Transfers of Land to Young Trained Farmers

What We Do

If a farm is to be transferred to you, you may have to pay some tax. One of these taxes is stamp duty.

However, Young Trained Farmers can avail of an exemption from stamp duty on transfers to them before the 31st December 2015. Stamp duty is a tax that arises when property is transferred. The transfer to the young trained farmer may be a gift or a sale. The exemption is set up to encourage the transfer of farmland to a new generation of farmers.

In order for a young trained farmer to benefit from this exemption, there are a number of criteria to be met first;
The farmer must be less than 35 years old.
The farmer must have one of the necessary agricultural qualifications.
The farmer must undertake to spend not less than 50% of his/her normal working time farming the land after the transfer. The land cannot be sold for five years.

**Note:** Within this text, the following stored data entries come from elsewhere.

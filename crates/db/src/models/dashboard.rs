//! Dashboard read models.

use atelier_core::types::DbId;
use serde::Serialize;
use sqlx::FromRow;

use crate::models::project::Project;
use crate::models::project_request::ProjectRequest;

/// Aggregate counters for a principal's dashboard.
///
/// "Active" counts projects in `in_progress`, `in_testing` or
/// `ready_for_launch`.
#[derive(Debug, Clone, FromRow, Serialize)]
pub struct ProjectSummary {
    pub total_projects: i64,
    pub active_projects: i64,
    pub completed_projects: i64,
    pub total_requests: i64,
    pub pending_requests: i64,
    pub in_review_requests: i64,
}

/// A project on a user's dashboard, tagged with how the user relates to it.
///
/// When a user is both the owning client and a collaborator, the
/// highest-ranked relationship wins: `client` outranks every collaborator
/// role, then `admin` > `editor` > `viewer`.
#[derive(Debug, Clone, Serialize)]
pub struct DashboardProject {
    /// `"client"`, `"admin"`, `"editor"` or `"viewer"`.
    pub relationship: &'static str,
    #[serde(flatten)]
    pub project: Project,
}

/// The assembled dashboard for one principal.
#[derive(Debug, Clone, Serialize)]
pub struct Dashboard {
    pub user_id: DbId,
    pub requests: Vec<ProjectRequest>,
    pub projects: Vec<DashboardProject>,
    pub summary: ProjectSummary,
    /// Approved, unassigned projects. Empty for non-developer principals.
    pub available_projects: Vec<Project>,
    /// Projects assigned to this principal. Empty for non-developer
    /// principals.
    pub assigned_projects: Vec<Project>,
}
//! Read-side repository for the append-only `status_updates` table.
//!
//! Inserts happen exclusively inside
//! [`ProjectRepo::record_status_update`](crate::repositories::ProjectRepo::record_status_update)
//! so the audit row and the project fields can never diverge.

use atelier_core::types::DbId;
use sqlx::PgPool;

use crate::models::status_update::StatusUpdate;

/// Column list shared across queries to avoid repetition.
const COLUMNS: &str = "id, project_id, old_status_id, new_status_id, progress_percent, \
                        message, client_visible, author_id, created_at";

/// Provides read access to status update history.
pub struct StatusUpdateRepo;

impl StatusUpdateRepo {
    /// Full history for a project, oldest first.
    pub async fn list_for_project(
        pool: &PgPool,
        project_id: DbId,
    ) -> Result<Vec<StatusUpdate>, sqlx::Error> {
        let query = format!(
            "SELECT {COLUMNS} FROM status_updates WHERE project_id = $1 ORDER BY created_at ASC, id ASC"
        );
        sqlx::query_as::<_, StatusUpdate>(&query)
            .bind(project_id)
            .fetch_all(pool)
            .await
    }

    /// Client-visible history only, for client and collaborator readers.
    pub async fn list_client_visible(
        pool: &PgPool,
        project_id: DbId,
    ) -> Result<Vec<StatusUpdate>, sqlx::Error> {
        let query = format!(
            "SELECT {COLUMNS} FROM status_updates \
             WHERE project_id = $1 AND client_visible \
             ORDER BY created_at ASC, id ASC"
        );
        sqlx::query_as::<_, StatusUpdate>(&query)
            .bind(project_id)
            .fetch_all(pool)
            .await
    }

    /// The most recent update for a project, if any.
    pub async fn latest_for_project(
        pool: &PgPool,
        project_id: DbId,
    ) -> Result<Option<StatusUpdate>, sqlx::Error> {
        let query = format!(
            "SELECT {COLUMNS} FROM status_updates \
             WHERE project_id = $1 ORDER BY created_at DESC, id DESC LIMIT 1"
        );
        sqlx::query_as::<_, StatusUpdate>(&query)
            .bind(project_id)
            .fetch_optional(pool)
            .await
    }
}
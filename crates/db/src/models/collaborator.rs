//! Project collaborator grants.

use atelier_core::types::{DbId, Timestamp};
use serde::{Deserialize, Serialize};
use sqlx::FromRow;

/// A grant row from the `project_collaborators` table.
#[derive(Debug, Clone, FromRow, Serialize)]
pub struct Collaborator {
    pub id: DbId,
    pub project_id: DbId,
    pub user_id: DbId,
    pub role_id: i16,
    pub can_view_files: bool,
    pub can_upload_files: bool,
    pub can_manage_domains: bool,
    pub created_at: Timestamp,
    pub updated_at: Timestamp,
}

/// DTO for adding a collaborator to a project.
#[derive(Debug, Clone, Deserialize)]
pub struct AddCollaborator {
    pub user_id: DbId,
    /// Collaborator role name (`"viewer"`, `"editor"`, `"admin"`).
    /// Defaults to viewer.
    pub role: Option<String>,
    pub can_view_files: Option<bool>,
    pub can_upload_files: Option<bool>,
    pub can_manage_domains: Option<bool>,
}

If the transfer is to a number of farmers (e.g. two brothers) then both brothers must be young trained farmers and both of them must satisfy the above criteria.

Where you receive the gift of farmland, the second possible tax is “gift tax” (also called “Capital Acquisitions Tax”). However, you may be able to qualify for farmer’s relief of 90% which will reduce the value of the land for tax purposes by 90%. To qualify as a farmer, 80% of your property after the transfer must be agricultural property, livestock, bloodstock or farm machinery but there is no requirement for you to actually be a farmer. Gift tax is paid on the reduced value (i.e. 10% of the value of the land) and the rate is 33%.

The person transferring the land (for example, your parents) might have to pay Capital Gains Tax. This is a tax on the profit made when an asset is disposed of. However, they may be able to claim an exemption from this tax if they are over 55.

At Patrick J Farrell and Company, we will prepare the transfer deed and make the application for stamp duty exemption to the Revenue Commissioners on your behalf.